Anha Harteros et Jonas Kaufmann
Crédit des photos © Wilfried Hösl
Anha Harteros et Jonas Kaufmann
Crédit des photos © Wilfried Hösl

Kirill Petrenko, le directeur musical de  l’Opéra d’Etat de Bavière, dirige avec une maestria confirmée la nouvelle production de l’Otello de Giuseppe Verdi, dont la mise en scène a été confiée à Amélie Niermeyer, qui avait récemment monté La Favorite au Théâtre national de Munich. Le choix d’une femme pour monter ce chef d’oeuvre de la maturité du grand compositeur italien n’a sans doute pas manqué d’influencer une mise en scène surtout centrée sur le personnage de Desdemona qui reste quasiment en scène d’un bout à l’autre de l’opéra, spectatrice muette et torturée d’un monde guerrier et de son propre destin dans les scènes où ne s’élève pas la sublime transcendance de son chant.

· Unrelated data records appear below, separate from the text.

// Copyright (C) 2026 StarHuntingGames
//
// This program is free software: you can redistribute it and/or modify
// it under the terms of the GNU General Public License as published by
// the Free Software Foundation, either version 3 of the License, or
// (at your option) any later version.
//
// This program is distributed in the hope that it will be useful,
// but WITHOUT ANY WARRANTY; without even the implied warranty of
// MERCHANTABILITY or FITNESS FOR A PARTICULAR PURPOSE.  See the
// GNU General Public License for more details.
//
// You should have received a copy of the GNU General Public License
// along with this program.  If not, see <https://www.gnu.org/licenses/>.

//! Runs one match end to end from the command line: a scripted player joins,
//! a bot fills the second seat, and both play until the match settles. Wire
//! `PLATFORM_BASE_URL` to talk to real platform services instead of the
//! in-process stand-ins.

use std::time::Duration;

use anyhow::Result;
use match_service::{MatchConfig, MatchRegistry, collaborators::Collaborators};
use rollrush_common::{ClientCommand, ServerEvent};
use tokio::sync::broadcast::error::RecvError;
use tracing::info;

#[tokio::main]
async fn main() -> Result<()> {
    tracing_subscriber::fmt()
        .with_env_filter(
            tracing_subscriber::EnvFilter::try_from_default_env()
                .unwrap_or_else(|_| "info".into()),
        )
        .init();

    let config = MatchConfig::from_env();
    let collaborators = if std::env::var("PLATFORM_BASE_URL").is_ok() {
        Collaborators::http_from_env()?
    } else {
        Collaborators::local()
    };
    let registry = MatchRegistry::new(config, collaborators);

    let mut ack = registry.join_any("demo-player").await?;
    info!(
        match_id = %ack.match_id,
        session_id = %ack.session_id,
        seat = ack.seat,
        "joined as demo player"
    );
    let handle = registry.get(&ack.match_id).expect("joined match is registered");

    loop {
        let envelope = match ack.events.recv().await {
            Ok(envelope) => envelope,
            Err(RecvError::Lagged(_)) => continue,
            Err(RecvError::Closed) => break,
        };
        if !envelope.target.includes(&ack.session_id) {
            continue;
        }
        info!(event = ?envelope.event, "match event");

        match envelope.event {
            ServerEvent::GameReady { .. } => {
                handle
                    .command(&ack.session_id, ClientCommand::GameLoadFinished)
                    .await?;
            }
            ServerEvent::GameStarted { .. } => {
                let _ = handle.command(&ack.session_id, ClientCommand::Roll).await;
            }
            ServerEvent::RollResult {
                session_id,
                roll_value,
                ..
            } if session_id == ack.session_id => {
                tokio::time::sleep(Duration::from_secs(u64::from(roll_value) + 1)).await;
                // Errors here just mean the allowance ran out.
                let _ = handle.command(&ack.session_id, ClientCommand::Roll).await;
            }
            ServerEvent::GameEnded { winner, reason, .. } => {
                info!(
                    winner = %winner.user_id,
                    points = winner.points_earned,
                    prize = winner.prize_pool_awarded,
                    reason = ?reason,
                    "match settled"
                );
                break;
            }
            _ => {}
        }
    }
    Ok(())
}
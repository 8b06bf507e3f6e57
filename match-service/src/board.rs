// Copyright (C) 2026 StarHuntingGames
//
// This program is free software: you can redistribute it and/or modify
// it under the terms of the GNU General Public License as published by
// the Free Software Foundation, either version 3 of the License, or
// (at your option) any later version.
//
// This program is distributed in the hope that it will be useful,
// but WITHOUT ANY WARRANTY; without even the implied warranty of
// MERCHANTABILITY or FITNESS FOR A PARTICULAR PURPOSE.  See the
// GNU General Public License for more details.
//
// You should have received a copy of the GNU General Public License
// along with this program.  If not, see <https://www.gnu.org/licenses/>.

use rand::Rng;
use rollrush_common::{
    BOARD_SIZE, BoardState, CheatRange, JACKPOT_POINTS, RoadBlock, RollOutcome, TileKind, tile_at,
};

/// Die source for roll resolution. A seam so tests can script exact values;
/// production uses [`RandomDie`].
pub trait DieRoller: Send + Sync {
    /// Roll a value in `min..=max`.
    fn roll(&self, min: u8, max: u8) -> u8;
}

pub struct RandomDie;

impl DieRoller for RandomDie {
    fn roll(&self, min: u8, max: u8) -> u8 {
        rand::rng().random_range(min..=max)
    }
}

/// Die bounds for a roll, narrowed by an armed cheating-roll override.
pub fn die_bounds(cheat: Option<CheatRange>) -> (u8, u8) {
    match cheat {
        Some(range) => range.bounds(),
        None => (1, 6),
    }
}

/// Resolve one roll against the shared tile loop.
///
/// Pure over its inputs: the caller removes the triggered road block and
/// merges the outcome into the roller's session. A block triggers when its
/// position lies anywhere in the traversal interval `(previous, previous +
/// die]` in loop order; the first block in path order wins, movement stops on
/// its tile and the landing tile's payout and travel semantics are suppressed
/// for that roll.
pub fn resolve_roll(board: &BoardState, die_value: u8, road_blocks: &[RoadBlock]) -> RollOutcome {
    let previous_position = board.position;

    for step in 1..=die_value {
        let position = (previous_position + step) % BOARD_SIZE;
        if road_blocks.iter().any(|block| block.position == position) {
            return RollOutcome {
                die_value,
                previous_position,
                new_position: position,
                points_won: 0,
                jackpot: false,
                road_block_hit: Some(position),
                auto_traveled: None,
                effect: None,
            };
        }
    }

    let mut new_position = (previous_position + die_value) % BOARD_SIZE;
    let mut auto_traveled = None;
    if let TileKind::Travel(destination) = tile_at(new_position) {
        auto_traveled = Some(destination);
        new_position = destination;
    }

    let (points_won, jackpot) = match tile_at(new_position) {
        TileKind::Lol => (0, false),
        TileKind::Points(points) => (points, false),
        TileKind::Jackpot => (JACKPOT_POINTS, true),
        // Travel destinations are plain payout tiles; a second hop never occurs.
        TileKind::Travel(_) => (0, false),
    };

    RollOutcome {
        die_value,
        previous_position,
        new_position,
        points_won,
        jackpot,
        road_block_hit: None,
        auto_traveled,
        effect: None,
    }
}
// Copyright (C) 2026 StarHuntingGames
//
// This program is free software: you can redistribute it and/or modify
// it under the terms of the GNU General Public License as published by
// the Free Software Foundation, either version 3 of the License, or
// (at your option) any later version.
//
// This program is distributed in the hope that it will be useful,
// but WITHOUT ANY WARRANTY; without even the implied warranty of
// MERCHANTABILITY or FITNESS FOR A PARTICULAR PURPOSE.  See the
// GNU General Public License for more details.
//
// You should have received a copy of the GNU General Public License
// along with this program.  If not, see <https://www.gnu.org/licenses/>.

use std::{cmp::Reverse, collections::HashMap, sync::Arc, time::Duration};

use chrono::{DateTime, Utc};
use rand::Rng;
use rollrush_common::{
    ActiveItem, ClientCommand, EventEnvelope, GameEndReason, MIN_PLAYERS_TO_START, MatchError,
    MatchId, MatchPhase, PlayerResult, PlayerSession, RoadBlock, Seat, ServerEvent, SessionId,
    UserId, WinnerSummary,
};
use tokio::sync::{broadcast, mpsc, oneshot};
use tracing::{info, warn};
use uuid::Uuid;

use crate::{
    MatchConfig,
    board::{self, DieRoller, RandomDie},
    bot,
    collaborators::Collaborators,
    items::{self, ItemRequest},
    scheduler::Countdown,
};

/// Everything that may land in a match's inbox. Timer callbacks and the bot
/// agent enqueue here exactly like human commands; nothing mutates match
/// state from outside the actor loop.
pub enum MatchMessage {
    Join {
        token: String,
        reply: oneshot::Sender<Result<JoinAck, MatchError>>,
    },
    Command {
        session_id: SessionId,
        command: ClientCommand,
        reply: Option<oneshot::Sender<Result<(), MatchError>>>,
    },
    Disconnect {
        session_id: SessionId,
    },
    LobbyCountdownElapsed,
    BotJoinDue,
    ReadyTimeout,
    DurationElapsed,
    Shutdown,
}

#[derive(Debug)]
pub struct JoinAck {
    pub match_id: MatchId,
    pub session_id: SessionId,
    pub seat: Seat,
    pub events: broadcast::Receiver<EventEnvelope>,
}

/// Cheap cloneable handle onto one match's serialized command path.
#[derive(Clone)]
pub struct MatchHandle {
    match_id: MatchId,
    tx: mpsc::Sender<MatchMessage>,
    events: broadcast::Sender<EventEnvelope>,
}

impl MatchHandle {
    pub fn match_id(&self) -> &str {
        &self.match_id
    }

    pub fn subscribe(&self) -> broadcast::Receiver<EventEnvelope> {
        self.events.subscribe()
    }

    pub fn is_closed(&self) -> bool {
        self.tx.is_closed()
    }

    pub async fn join(&self, token: &str) -> Result<JoinAck, MatchError> {
        let (reply_tx, reply_rx) = oneshot::channel();
        self.tx
            .send(MatchMessage::Join {
                token: token.to_string(),
                reply: reply_tx,
            })
            .await
            .map_err(|_| closed_error())?;
        reply_rx.await.map_err(|_| closed_error())?
    }

    pub async fn command(
        &self,
        session_id: &str,
        command: ClientCommand,
    ) -> Result<(), MatchError> {
        let (reply_tx, reply_rx) = oneshot::channel();
        self.tx
            .send(MatchMessage::Command {
                session_id: session_id.to_string(),
                command,
                reply: Some(reply_tx),
            })
            .await
            .map_err(|_| closed_error())?;
        reply_rx.await.map_err(|_| closed_error())?
    }

    /// Report a dropped client connection. The seat and accumulated score
    /// stay reserved; only the connected flag flips.
    pub async fn disconnect(&self, session_id: &str) -> Result<(), MatchError> {
        self.tx
            .send(MatchMessage::Disconnect {
                session_id: session_id.to_string(),
            })
            .await
            .map_err(|_| closed_error())
    }
}

fn closed_error() -> MatchError {
    MatchError::InvalidState(MatchPhase::Finished)
}

struct MatchState {
    match_id: MatchId,
    phase: MatchPhase,
    max_players: u8,
    entry_cost: u64,
    prize_pool: u64,
    started_at: Option<DateTime<Utc>>,
    finished_at: Option<DateTime<Utc>>,
    road_blocks: Vec<RoadBlock>,
    sessions: HashMap<SessionId, PlayerSession>,
    next_seat: Seat,
}

pub struct MatchActor {
    config: MatchConfig,
    collaborators: Collaborators,
    die: Arc<dyn DieRoller>,
    inbox: mpsc::Receiver<MatchMessage>,
    self_tx: mpsc::Sender<MatchMessage>,
    events: broadcast::Sender<EventEnvelope>,
    closed_tx: mpsc::UnboundedSender<MatchId>,
    state: MatchState,
    lobby_timer: Option<Countdown>,
    bot_timer: Option<Countdown>,
    ready_timer: Option<Countdown>,
    duration_timer: Option<Countdown>,
    shutdown_timer: Option<Countdown>,
}
// Copyright (C) 2026 StarHuntingGames
//
// This program is free software: you can redistribute it and/or modify
// it under the terms of the GNU General Public License as published by
// the Free Software Foundation, either version 3 of the License, or
// (at your option) any later version.
//
// This program is distributed in the hope that it will be useful,
// but WITHOUT ANY WARRANTY; without even the implied warranty of
// MERCHANTABILITY or FITNESS FOR A PARTICULAR PURPOSE.  See the
// GNU General Public License for more details.
//
// You should have received a copy of the GNU General Public License
// along with this program.  If not, see <https://www.gnu.org/licenses/>.

use chrono::{DateTime, Utc};
use rand::Rng;
use serde::{Deserialize, Serialize};
use thiserror::Error;
use uuid::Uuid;

pub const MAX_PLAYERS: u8 = 4;
pub const MIN_PLAYERS_TO_START: u8 = 2;
pub const ENTRY_COST_POINTS: u64 = 100;
pub const FREE_ROLLS_PER_PLAYER: u32 = 10;
pub const LOBBY_COUNTDOWN_SECONDS: u64 = 30;
pub const BOT_LEAD_SECONDS: u64 = 10;
pub const MATCH_DURATION_SECONDS: u64 = 180;
pub const READY_TIMEOUT_SECONDS: u64 = 20;
pub const DISCONNECT_GRACE_SECONDS: u64 = 10;
pub const EFFECT_DURATION_SECONDS: u64 = 30;
pub const ITEM_AWARD_PROBABILITY: f64 = 0.3;

pub const BOARD_SIZE: u8 = 24;
pub const LOL_TILE: u8 = 0;
pub const JACKPOT_TILE: u8 = 18;
pub const JACKPOT_POINTS: u64 = 500;
pub const SLOW_MULTIPLIER: f64 = 0.5;
pub const FAST_MULTIPLIER: f64 = 2.0;

pub type SessionId = String;
pub type UserId = String;
pub type MatchId = String;
pub type Seat = u8;

#[derive(Debug, Clone, Copy, Serialize, Deserialize, PartialEq, Eq)]
#[serde(rename_all = "SCREAMING_SNAKE_CASE")]
pub enum MatchPhase {
    Waiting,
    Ready,
    InProgress,
    Finished,
}

#[derive(Debug, Clone, Copy, Serialize, Deserialize, PartialEq, Eq)]
#[serde(rename_all = "snake_case")]
pub enum ItemCode {
    RoadBlock,
    Slow,
    Fast,
    BackToLol,
    CheatingRoll,
}

impl ItemCode {
    /// Slow is the only item aimed at another session. Road blocks fall back
    /// to a server-chosen tile and the rest apply to the issuer itself.
    pub fn requires_target_session(self) -> bool {
        matches!(self, ItemCode::Slow)
    }
}

/// The two preconfigured die ranges a cheating roll may arm.
#[derive(Debug, Clone, Copy, Serialize, Deserialize, PartialEq, Eq)]
#[serde(rename_all = "snake_case")]
pub enum CheatRange {
    Low,
    High,
}

impl CheatRange {
    pub fn bounds(self) -> (u8, u8) {
        match self {
            CheatRange::Low => (1, 3),
            CheatRange::High => (4, 6),
        }
    }
}

#[derive(Debug, Clone, Copy, Serialize, Deserialize, PartialEq, Eq)]
#[serde(rename_all = "snake_case")]
pub enum EffectKind {
    Slow,
    Fast,
}

impl EffectKind {
    pub fn multiplier(self) -> f64 {
        match self {
            EffectKind::Slow => SLOW_MULTIPLIER,
            EffectKind::Fast => FAST_MULTIPLIER,
        }
    }
}

/// A timed fast/slow modifier on one session. Expiry is lazy: the effect is
/// only cleared when the next roll for that session is resolved.
#[derive(Debug, Clone, Serialize, Deserialize, PartialEq)]
pub struct ActiveEffect {
    pub kind: EffectKind,
    pub speed_multiplier: f64,
    pub applied_at: DateTime<Utc>,
    pub expires_at: DateTime<Utc>,
}

impl ActiveEffect {
    pub fn new(kind: EffectKind, now: DateTime<Utc>, duration_seconds: u64) -> Self {
        Self {
            kind,
            speed_multiplier: kind.multiplier(),
            applied_at: now,
            expires_at: now + chrono::Duration::seconds(duration_seconds as i64),
        }
    }

    pub fn expired_at(&self, now: DateTime<Utc>) -> bool {
        now >= self.expires_at
    }
}

/// An item a session holds and may use exactly once.
#[derive(Debug, Clone, Serialize, Deserialize, PartialEq, Eq)]
pub struct ActiveItem {
    pub code: ItemCode,
    /// Pre-selected die range; only meaningful for `cheating_roll`.
    #[serde(default, skip_serializing_if = "Option::is_none")]
    pub cheat_range: Option<CheatRange>,
}

impl ActiveItem {
    pub fn new(code: ItemCode) -> Self {
        Self {
            code,
            cheat_range: None,
        }
    }

    /// Uniformly random item, standing in for the external award policy.
    pub fn random(rng: &mut impl Rng) -> Self {
        let code = match rng.random_range(0..5) {
            0 => ItemCode::RoadBlock,
            1 => ItemCode::Slow,
            2 => ItemCode::Fast,
            3 => ItemCode::BackToLol,
            _ => ItemCode::CheatingRoll,
        };
        let cheat_range = (code == ItemCode::CheatingRoll).then(|| {
            if rng.random_bool(0.5) {
                CheatRange::Low
            } else {
                CheatRange::High
            }
        });
        Self { code, cheat_range }
    }
}

/// A shared board obstacle that halts the next traversal crossing it.
#[derive(Debug, Clone, Copy, Serialize, Deserialize, PartialEq, Eq)]
pub struct RoadBlock {
    pub position: u8,
    pub placed_by_seat: Seat,
}

#[derive(Debug, Clone, Copy, PartialEq, Eq)]
pub enum TileKind {
    /// The "LOL" start tile.
    Lol,
    Points(u64),
    Jackpot,
    /// Auto-travel to the destination tile and collect its payout.
    Travel(u8),
}

/// The shared 24-tile loop every match plays on.
pub fn board_layout() -> [TileKind; BOARD_SIZE as usize] {
    use TileKind::*;
    [
        Lol,        // 0
        Points(10), // 1
        Points(20), // 2
        Points(5),  // 3
        Travel(9),  // 4
        Points(15), // 5
        Points(10), // 6
        Points(25), // 7
        Points(5),  // 8
        Points(30), // 9
        Points(10), // 10
        Points(50), // 11
        Points(5),  // 12
        Points(15), // 13
        Points(10), // 14
        Travel(21), // 15
        Points(20), // 16
        Points(5),  // 17
        Jackpot,    // 18
        Points(10), // 19
        Points(25), // 20
        Points(40), // 21
        Points(5),  // 22
        Points(15), // 23
    ]
}

pub fn tile_at(position: u8) -> TileKind {
    board_layout()[(position % BOARD_SIZE) as usize]
}

/// A player's place on the board plus the outcome of their last roll.
#[derive(Debug, Clone, Default, Serialize, Deserialize, PartialEq)]
pub struct BoardState {
    pub position: u8,
    pub previous_position: u8,
    #[serde(default, skip_serializing_if = "Option::is_none")]
    pub last_roll: Option<u8>,
    #[serde(default, skip_serializing_if = "Option::is_none")]
    pub last_outcome: Option<RollOutcome>,
}

/// Ephemeral result of one roll resolution. Merged into the roller's
/// `BoardState` and emitted, never stored anywhere else.
#[derive(Debug, Clone, Serialize, Deserialize, PartialEq)]
pub struct RollOutcome {
    pub die_value: u8,
    pub previous_position: u8,
    pub new_position: u8,
    pub points_won: u64,
    pub jackpot: bool,
    /// Position of the road block that stopped this traversal, if any.
    #[serde(default, skip_serializing_if = "Option::is_none")]
    pub road_block_hit: Option<u8>,
    /// Destination of an auto-travel triggered by the landing tile.
    #[serde(default, skip_serializing_if = "Option::is_none")]
    pub auto_traveled: Option<u8>,
    /// The roller's active effect after lazy expiry, if still running.
    #[serde(default, skip_serializing_if = "Option::is_none")]
    pub effect: Option<ActiveEffect>,
}

#[derive(Debug, Clone, Serialize, Deserialize)]
pub struct PlayerSession {
    pub session_id: SessionId,
    pub user_id: UserId,
    pub seat: Seat,
    pub connected: bool,
    pub is_bot: bool,
    pub free_rolls_remaining: u32,
    pub free_rolls_used: u32,
    pub points_earned_this_match: u64,
    pub board: BoardState,
    #[serde(default, skip_serializing_if = "Option::is_none")]
    pub active_item: Option<ActiveItem>,
    #[serde(default, skip_serializing_if = "Option::is_none")]
    pub active_effect: Option<ActiveEffect>,
    /// One-shot die-range override armed by `cheating_roll`.
    #[serde(default, skip_serializing_if = "Option::is_none")]
    pub pending_cheat: Option<CheatRange>,
    #[serde(default, skip_serializing_if = "Option::is_none")]
    pub avatar_code: Option<String>,
    /// Only meaningful during the Ready barrier.
    pub loaded: bool,
}

impl PlayerSession {
    pub fn new_human(user_id: UserId, seat: Seat, free_rolls: u32) -> Self {
        Self::new(user_id, seat, free_rolls, false)
    }

    pub fn new_bot(seat: Seat, free_rolls: u32) -> Self {
        let user_id = format!("bot-{}", &Uuid::new_v4().to_string()[..8]);
        // A bot never loads assets, so it is born loaded.
        let mut session = Self::new(user_id, seat, free_rolls, true);
        session.loaded = true;
        session
    }

    fn new(user_id: UserId, seat: Seat, free_rolls: u32, is_bot: bool) -> Self {
        Self {
            session_id: Uuid::new_v4().to_string(),
            user_id,
            seat,
            connected: true,
            is_bot,
            free_rolls_remaining: free_rolls,
            free_rolls_used: 0,
            points_earned_this_match: 0,
            board: BoardState::default(),
            active_item: None,
            active_effect: None,
            pending_cheat: None,
            avatar_code: None,
            loaded: false,
        }
    }
}

/// Inbound session → coordinator commands.
#[derive(Debug, Clone, Serialize, Deserialize, PartialEq)]
#[serde(tag = "type", rename_all = "snake_case")]
pub enum ClientCommand {
    Roll,
    UseItem {
        item_code: ItemCode,
        #[serde(default, skip_serializing_if = "Option::is_none")]
        target_session: Option<SessionId>,
        #[serde(default, skip_serializing_if = "Option::is_none")]
        target_position: Option<u8>,
        #[serde(default, skip_serializing_if = "Option::is_none")]
        cheat_range: Option<CheatRange>,
    },
    ChangeAvatar {
        avatar_code: String,
        #[serde(default, skip_serializing_if = "Option::is_none")]
        item_id: Option<String>,
        #[serde(default, skip_serializing_if = "Option::is_none")]
        category: Option<String>,
    },
    RequestWaitingTimer,
    RequestGameTimer,
    GameLoadFinished,
    /// Accepted but ignored; expiry is server-computed.
    EffectExpired,
}

#[derive(Debug, Clone, Copy, Serialize, Deserialize, PartialEq, Eq)]
#[serde(rename_all = "SCREAMING_SNAKE_CASE")]
pub enum GameEndReason {
    DurationElapsed,
    RollsExhausted,
    PrizeAwardFailed,
}

#[derive(Debug, Clone, Serialize, Deserialize, PartialEq)]
pub struct PlayerResult {
    pub session_id: SessionId,
    pub user_id: UserId,
    pub seat: Seat,
    pub is_bot: bool,
    pub points_earned: u64,
    pub free_rolls_used: u32,
    pub winner: bool,
}

#[derive(Debug, Clone, Serialize, Deserialize, PartialEq)]
pub struct WinnerSummary {
    pub user_id: UserId,
    pub seat: Seat,
    pub points_earned: u64,
    pub prize_pool_awarded: u64,
}

/// Outbound coordinator → session notifications.
#[derive(Debug, Clone, Serialize, Deserialize, PartialEq)]
#[serde(tag = "type", rename_all = "snake_case")]
pub enum ServerEvent {
    PlayerJoined {
        session_id: SessionId,
        user_id: UserId,
        seat: Seat,
        current_players: u8,
        prize_pool: u64,
    },
    AvatarChanged {
        session_id: SessionId,
        avatar_code: String,
    },
    WaitingTimerStarted {
        duration_seconds: u64,
        current_players: u8,
    },
    BotAdded {
        bot_seat: Seat,
        current_players: u8,
        prize_pool: u64,
    },
    GameReady {
        current_players: u8,
        prize_pool_points: u64,
    },
    PlayerLoaded {
        session_id: SessionId,
        progress: String,
    },
    GameStarted {
        started_at: DateTime<Utc>,
        prize_pool_points: u64,
        free_rolls_per_player: u32,
        max_duration_seconds: u64,
    },
    GameTimerStarted {
        duration_seconds: u64,
    },
    RollResult {
        session_id: SessionId,
        roll_value: u8,
        board: BoardState,
        balance: u64,
        free_rolls_remaining: u32,
        points_earned_this_match: u64,
        /// On-demand ordering by points, never persisted.
        rank: u8,
    },
    ItemAwarded {
        session_id: SessionId,
        item: ActiveItem,
    },
    ItemUsed {
        session_id: SessionId,
        item_code: ItemCode,
        effect: String,
    },
    RoadBlockDeployed {
        position: u8,
        placed_by_seat: Seat,
    },
    RoadBlockHit {
        session_id: SessionId,
        stopped_at: u8,
    },
    PlayerSlowed {
        session_id: SessionId,
        duration_seconds: u64,
        speed_multiplier: f64,
    },
    PlayerFast {
        session_id: SessionId,
        duration_seconds: u64,
        speed_multiplier: f64,
    },
    BackToLol {
        session_id: SessionId,
    },
    GameEnded {
        reason: GameEndReason,
        results: Vec<PlayerResult>,
        winner: WinnerSummary,
        duration_seconds: u64,
    },
    Error {
        message: String,
    },
}

#[derive(Debug, Clone, PartialEq, Eq)]
pub enum EventTarget {
    All,
    Session(SessionId),
}

impl EventTarget {
    pub fn includes(&self, session_id: &str) -> bool {
        match self {
            EventTarget::All => true,
            EventTarget::Session(id) => id == session_id,
        }
    }
}

#[derive(Debug, Clone, PartialEq)]
pub struct EventEnvelope {
    pub target: EventTarget,
    pub event: ServerEvent,
}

Amélie Niermeyer crée une mise en scène intemporelle, abandonnant les indicateurs des costumes d’époque ou les références historiques ou maritimes, ainsi que les possibles représentations clichées du Maure, elle enferme  les protagonistes de l’histoire dans un huis clos qui lui permet  de se concentrer sur l’analyse psychologique des personnages dont elle va faire valoir la complexité par une direction d’acteur ciselée, un travail  précis qui rencontre à merveille le niveau d’exigence et l’heureuse minutie de la direction d’orchestre du maestro Petrenko qui dévoile avec une précision désormais légendaire tous les ors de la partition de Verdi. La partition, rien que la partition, toute la partition, ce qui laisse le champ  libre à l’interprétation de la mise en scène

La brutalité de l’entrée en matière de cet opéra sans ouverture, le fracas des armes d’une bataille à l’issue d’abord incertaine, puis celui de la tempête qui menace le commandant victorieux, magistralement évoqués un choeur aussi vibrant que ténébreux (entraîné par Jörn Hinnerk Andresen), plongé qu’il est dans l’ombre de l’avant-scène, sont surtout rendus par leurs effets sur une épouse anxieuse qui suit les événements depuis sa chambre dans  le palais de son époux, caisson lumineux surélevé en arrière-scène. Contrairement à celle de Shakespeare, la Desdemona de Boito n’a pas suivi son mari au combat mais l’attend pour célébrer à la fois sa nuit de noces et sa victoire. Dans la version d’Amélie Niermeyer, elle en est le témoin silencieux et angoissé. Le décor, dû au talent de Christian Schmidt, est d’emblée mis en abyme avec son exacte répétition de la scène sur deux plans qui se succèdent : une grande pièce lambrissée dans des tons gris doux avec de hauts plafonds aux moulures classiques réchauffée par un âtre et meublée d’un lit se voit répétée en arrière-scène par une seconde pièce très semblable avec un lit et un âtre similaire, comme un théâtre dans le théâtre, un concept scénique cher au maître de Stratford. Le choeur qui chante le combat et la tempête est  placé dans l’ombre de la première pièce non éclairée et c’est  le jeu des expressions inquiètes et terrifiées  de Desdemona qui réflètent l’issue douteuse du combat et de la tempête.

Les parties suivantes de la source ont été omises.